# Trained with Grandmaster Han Kim?



## goldwarrior (Jun 24, 2010)

Has anyone trained with Grandmaster Han Kim from Maryland?  He sounds very experienced, but I've never heard of him before.  

http://www.bluedragontkd.com/index.php?page=instructors&instructor=Han Young Kim


----------



## goldwarrior (Jul 2, 2010)

So nobody has heard or trained with this Grandmaster?


----------



## d1jinx (Jul 4, 2010)

Yes, he is the real deal.  What do you want to know?  Han Young Kim, served in Vietnam with the ROK marines Blue Dragon Division.  Past MD State President during the USTU days.  Knows his stuff.  Been around since the late 60's early 70's.  If you are from MD and TKD then you should have known of him.  Back when I was a child he brought the first Korean Tiger demo team to MD for a Demonstation.  My first experience and it was great.  He used to do the TKD demos at Md State and Towson State.  

He teaches TKD.  

Yes he is reputable.  Yes he is real.  Yes he is good.  Havent been to his scholl in Years so I cant say how the classes are anymore.  But I still know people there and can find out.

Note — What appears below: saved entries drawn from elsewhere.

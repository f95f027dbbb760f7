//! NVMe passthrough envelope.
//!
//! Layout (all little-endian):
//!
//! ```text
//! 0x00  SRB_IO_CONTROL            28 bytes
//! 0x1C  version/path/target/lun    4 bytes
//! 0x20  command dwords 0..15      64 bytes
//! 0x60  IsIOCommandSet             1 byte (+3 pad)
//! 0x64  completion dwords 0..3    16 bytes
//! 0x74  DataBufferOffset           4 bytes
//! 0x78  DataBufferLength           4 bytes
//! 0x7C  reserved                  40 bytes
//! 0xA4  data
//! ```

use byteorder::{ByteOrder, LittleEndian};

use crate::buffer::AlignedBuffer;
use crate::error::RstError;
use crate::protocol::constants::{
    INTEL_NVM_SIGNATURE, IOCTL_NVME_PASSTHROUGH, NVME_PASS_THROUGH_VERSION,
};
use crate::protocol::header::{AddressBlock, SrbIoControl};

pub const COMMAND_OFFSET: usize = SrbIoControl::SIZE + AddressBlock::SIZE;
pub const IS_IO_COMMAND_SET_OFFSET: usize = COMMAND_OFFSET + 64;
pub const COMPLETION_OFFSET: usize = IS_IO_COMMAND_SET_OFFSET + 4;
pub const DATA_BUFFER_OFFSET_FIELD: usize = COMPLETION_OFFSET + 16;
pub const DATA_BUFFER_LENGTH_FIELD: usize = DATA_BUFFER_OFFSET_FIELD + 4;
const RESERVED_DWORDS: usize = 10;

/// Bytes preceding the data region; also the declared data offset.
pub const NVME_PASSTHROUGH_SIZE: usize = DATA_BUFFER_LENGTH_FIELD + 4 + RESERVED_DWORDS * 4;

// Driver requires a DWORD aligned data offset.
const _: () = assert!(NVME_PASSTHROUGH_SIZE % 4 == 0);

/// How the data region of a passthrough request is populated.
#[derive(Debug, Clone, Copy)]
pub enum Transfer<'a> {
    None,
    /// Host to device; bytes are copied in before submission.
    ToDevice(&'a [u8]),
    /// Device to host; a zeroed region of this many bytes is reserved.
    FromDevice(usize),
}

impl Transfer<'_> {
    pub fn len(&self) -> usize {
        match self {
            Transfer::None => 0,
            Transfer::ToDevice(data) => data.len(),
            Transfer::FromDevice(len) => *len,
        }
    }

    pub fn is_empty(&self) -> bool {
        self.len() == 0
    }
}

#[derive(Debug, Clone, Copy, PartialEq, Eq)]
pub struct NvmeEnvelopeParams {
    pub timeout_secs: u32,
    pub path_id: u8,
    pub io_command_set: bool,
}

#[derive(Debug)]
pub struct NvmePassthroughEnvelope {
    buf: AlignedBuffer,
}

impl NvmePassthroughEnvelope {
    pub fn build(
        params: &NvmeEnvelopeParams,
        cdw: &[u32; 16],
        transfer: Transfer<'_>,
        alignment: usize,
    ) -> Result<Self, RstError> {
        let data_len = transfer.len();
        let declared_len = u32::try_from(data_len).map_err(|_| {
            RstError::bad_parameter(format!("data transfer of {data_len} bytes is too large"))
        })?;
        let total = NVME_PASSTHROUGH_SIZE
            .checked_add(data_len)
            .ok_or(RstError::MemoryFailure { size: usize::MAX })?;

        let mut buf = AlignedBuffer::zeroed(total, alignment)?;

        SrbIoControl::new(
            INTEL_NVM_SIGNATURE,
            params.timeout_secs,
            IOCTL_NVME_PASSTHROUGH,
            (total - SrbIoControl::SIZE) as u32,
        )
        .write_to(&mut buf[..])?;
        AddressBlock::new(NVME_PASS_THROUGH_VERSION, params.path_id)
            .write_to(&mut buf[SrbIoControl::SIZE..])?;

        for (i, dword) in cdw.iter().enumerate() {
            let at = COMMAND_OFFSET + i * 4;
            LittleEndian::write_u32(&mut buf[at..at + 4], *dword);
        }
        buf[IS_IO_COMMAND_SET_OFFSET] = params.io_command_set as u8;

        let (offset, length) = match transfer {
            Transfer::None => (0, 0),
            Transfer::ToDevice(data) => {
                buf[NVME_PASSTHROUGH_SIZE..].copy_from_slice(data);
                (NVME_PASSTHROUGH_SIZE as u32, declared_len)
            }
            Transfer::FromDevice(_) => (NVME_PASSTHROUGH_SIZE as u32, declared_len),
        };
        LittleEndian::write_u32(
            &mut buf[DATA_BUFFER_OFFSET_FIELD..DATA_BUFFER_OFFSET_FIELD + 4],
            offset,
        );
        LittleEndian::write_u32(
            &mut buf[DATA_BUFFER_LENGTH_FIELD..DATA_BUFFER_LENGTH_FIELD + 4],
            length,
        );

        Ok(Self { buf })
    }

    pub fn as_bytes(&self) -> &[u8] {
        &self.buf
    }

    pub fn as_bytes_mut(&mut self) -> &mut [u8] {
        &mut self.buf
    }

    pub fn len(&self) -> usize {
        self.buf.len()
    }

    pub fn is_empty(&self) -> bool {
        self.buf.is_empty()
    }

    pub fn header(&self) -> Result<SrbIoControl, RstError> {
        Ok(SrbIoControl::from_bytes(&self.buf)?)
    }

    pub fn command_dword(&self, index: usize) -> u32 {
        let at = COMMAND_OFFSET + index * 4;
        LittleEndian::read_u32(&self.buf[at..at + 4])
    }

    pub fn is_io_command_set(&self) -> bool {
        self.buf[IS_IO_COMMAND_SET_OFFSET] != 0
    }

    pub fn data_buffer_offset(&self) -> u32 {
        LittleEndian::read_u32(&self.buf[DATA_BUFFER_OFFSET_FIELD..DATA_BUFFER_OFFSET_FIELD + 4])
    }

    pub fn data_buffer_length(&self) -> u32 {
        LittleEndian::read_u32(&self.buf[DATA_BUFFER_LENGTH_FIELD..DATA_BUFFER_LENGTH_FIELD + 4])
    }

    /// Completion queue entry dwords 0..3 as written back by the driver.
    pub fn completion(&self) -> [u32; 4] {
        let mut out = [0u32; 4];
        for (i, dw) in out.iter_mut().enumerate() {
            let at = COMPLETION_OFFSET + i * 4;
            *dw = LittleEndian::read_u32(&self.buf[at..at + 4]);
        }
        out
    }

    pub fn data(&self) -> &[u8] {
        &self.buf[NVME_PASSTHROUGH_SIZE..]
    }
}
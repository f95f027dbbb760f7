//! NVMe admin firmware commands to RAID firmware requests.

use tracing::{debug, instrument};

use crate::command::{NvmeCmdCtx, NvmeCommandSet};
use crate::device::RstDevice;
use crate::error::RstError;
use crate::protocol::constants::{
    FIRMWARE_INFO_INVALID_SLOT, NVME_ADMIN_CMD_ACTIVATE_FW, NVME_ADMIN_CMD_DOWNLOAD_FW,
    NVME_CA_ACTIVATE_IMMEDIATE, NVME_CA_ACTIVATE_ON_RST,
};
use crate::request::{FirmwareOperation, issue_firmware_operation};
use crate::transport::IoctlTransport;

/// Commit action, CDW10 bits 5:3.
pub fn commit_action(cdw10: u32) -> u8 {
    ((cdw10 >> 3) & 0x7) as u8
}

/// Firmware slot, CDW10 bits 2:0.
pub fn commit_slot(cdw10: u32) -> u8 {
    (cdw10 & 0x7) as u8
}

/// Actions that switch to an image already on the drive.
pub fn switches_to_existing(action: u8) -> bool {
    action == NVME_CA_ACTIVATE_ON_RST || action == NVME_CA_ACTIVATE_IMMEDIATE
}

/// Map an admin Download/Activate Firmware command onto a firmware operation.
///
/// Download reads CDW10 as the byte length and CDW11 as the byte offset.
pub fn firmware_operation(ctx: &NvmeCmdCtx) -> Result<FirmwareOperation<'_>, RstError> {
    if ctx.command_set != NvmeCommandSet::Admin {
        return Err(RstError::bad_parameter("firmware commands must be admin commands"));
    }

    match ctx.cmd.opcode() {
        NVME_ADMIN_CMD_DOWNLOAD_FW => {
            let len = ctx.cmd.cdw10() as usize;
            let image = ctx.data.get(..len).ok_or_else(|| {
                RstError::bad_parameter(format!(
                    "download length {len} exceeds {} byte data buffer",
                    ctx.data.len()
                ))
            })?;
            Ok(FirmwareOperation::Download {
                slot: FIRMWARE_INFO_INVALID_SLOT,
                offset: ctx.cmd.cdw11() as u64,
                image,
                first_segment: ctx.fwdl_first_segment,
                last_segment: ctx.fwdl_last_segment,
                controller: true,
            })
        }
        NVME_ADMIN_CMD_ACTIVATE_FW => {
            let cdw10 = ctx.cmd.cdw10();
            Ok(FirmwareOperation::Activate {
                slot: commit_slot(cdw10),
                switch_to_existing: switches_to_existing(commit_action(cdw10)),
                controller: true,
            })
        }
        opcode => Err(RstError::bad_parameter(format!(
            "opcode 0x{opcode:02X} is not a firmware command"
        ))),
    }
}

/// Issue an NVMe Download/Activate Firmware command as a RAID firmware request.
#[instrument(level = "debug", skip(device, ctx), fields(opcode = ctx.cmd.opcode()))]
pub fn send_firmware_download<T: IoctlTransport>(
    device: &RstDevice<T>,
    ctx: &mut NvmeCmdCtx,
) -> Result<(), RstError> {
    device.transport()?;
    let op = firmware_operation(ctx)?;
    debug!(function = op.function(), flags = op.flags(), "NVMe firmware request");

    let response = issue_firmware_operation(device, &op, ctx.timeout_secs)?;
    ctx.vendor_return_code = Some(response.return_code);
    Ok(())
}
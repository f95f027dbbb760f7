//! Firmware capability discovery.

use tracing::{info, instrument, warn};

use crate::device::{CapabilityRecord, RstDevice};
use crate::error::RstError;
use crate::protocol::constants::{
    DEFAULT_COMMAND_TIMEOUT_SECS, FIRMWARE_FUNCTION_GET_INFO, FIRMWARE_REQUEST_FLAG_CONTROLLER,
};
use crate::protocol::firmware::FirmwareInfo;
use crate::request::build_and_issue;
use crate::transport::IoctlTransport;

/// Issue GetInfo and decode the driver's answer.
#[instrument(level = "debug", skip(device), fields(flags = %format!("0x{:08X}", flags)))]
pub fn query_firmware_info<T: IoctlTransport>(
    device: &RstDevice<T>,
    flags: u32,
) -> Result<FirmwareInfo, RstError> {
    device.transport()?;
    let mut payload = FirmwareInfo::request_payload();
    build_and_issue(
        device,
        Some(&mut payload),
        DEFAULT_COMMAND_TIMEOUT_SECS,
        FIRMWARE_FUNCTION_GET_INFO,
        flags,
        true,
    )?;
    Ok(FirmwareInfo::from_bytes(&payload)?)
}

/// Probe whether the device takes firmware updates through RST.
///
/// On success the answer is cached on the RAID address, when the device has
/// one, for later classification. Failures report `false` and cache nothing.
#[instrument(skip(device))]
pub fn supports_firmware_download<T: IoctlTransport>(device: &mut RstDevice<T>) -> bool {
    let flags = if device.is_nvme() {
        FIRMWARE_REQUEST_FLAG_CONTROLLER
    } else {
        0
    };

    let fw_info = match query_firmware_info(device, flags) {
        Ok(fw_info) => fw_info,
        Err(e) => {
            warn!(error = %e, "Firmware info query failed");
            return false;
        }
    };

    info!(
        supported = fw_info.upgrade_support,
        max_size = fw_info.image_payload_max_size,
        alignment = fw_info.image_payload_alignment,
        "Firmware capability"
    );

    if let Some(raid) = device.raid.as_mut() {
        raid.firmware_support = Some(CapabilityRecord {
            supported: fw_info.upgrade_support,
            max_transfer_size: fw_info.image_payload_max_size,
            payload_alignment: fw_info.image_payload_alignment,
        });
    }
    fw_info.upgrade_support
}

But ... what are you asking?


----------



## goldwarrior (Jul 4, 2010)

I went to observe one of Grandmaster Kim's classes, and he's a very skilled instructor.  He moves very well, and clearly can explain how to do techniques well.  He not only teaches adult classes, but kids as well.


----------



## goldwarrior (Jul 4, 2010)

d1jinx said:


> But ... what are you asking?



I hadn't heard of him before, and I've been doing MA for awhile.  I know several well-ranked instructors in the area, but don't think they are great teachers.  I was wondering whether he was a good teacher?  

From what I saw, he definitely is a very high caliber teacher!


----------



## d1jinx (Jul 5, 2010)

Well think of this, most GM's dont teach class.  They show up and walk around or sit in their office,  

He teaches.

He has been teaching TKD in Maryland/Baltimore for a VERY LONG time.  

GM Kim and GM chang (different school) are 2 of the best Korean Instructors in the Baltimore area.  They are well know and respected in the KKW/Olympic style area.  They teach the KKW forms and spar Olympic style competitions.


----------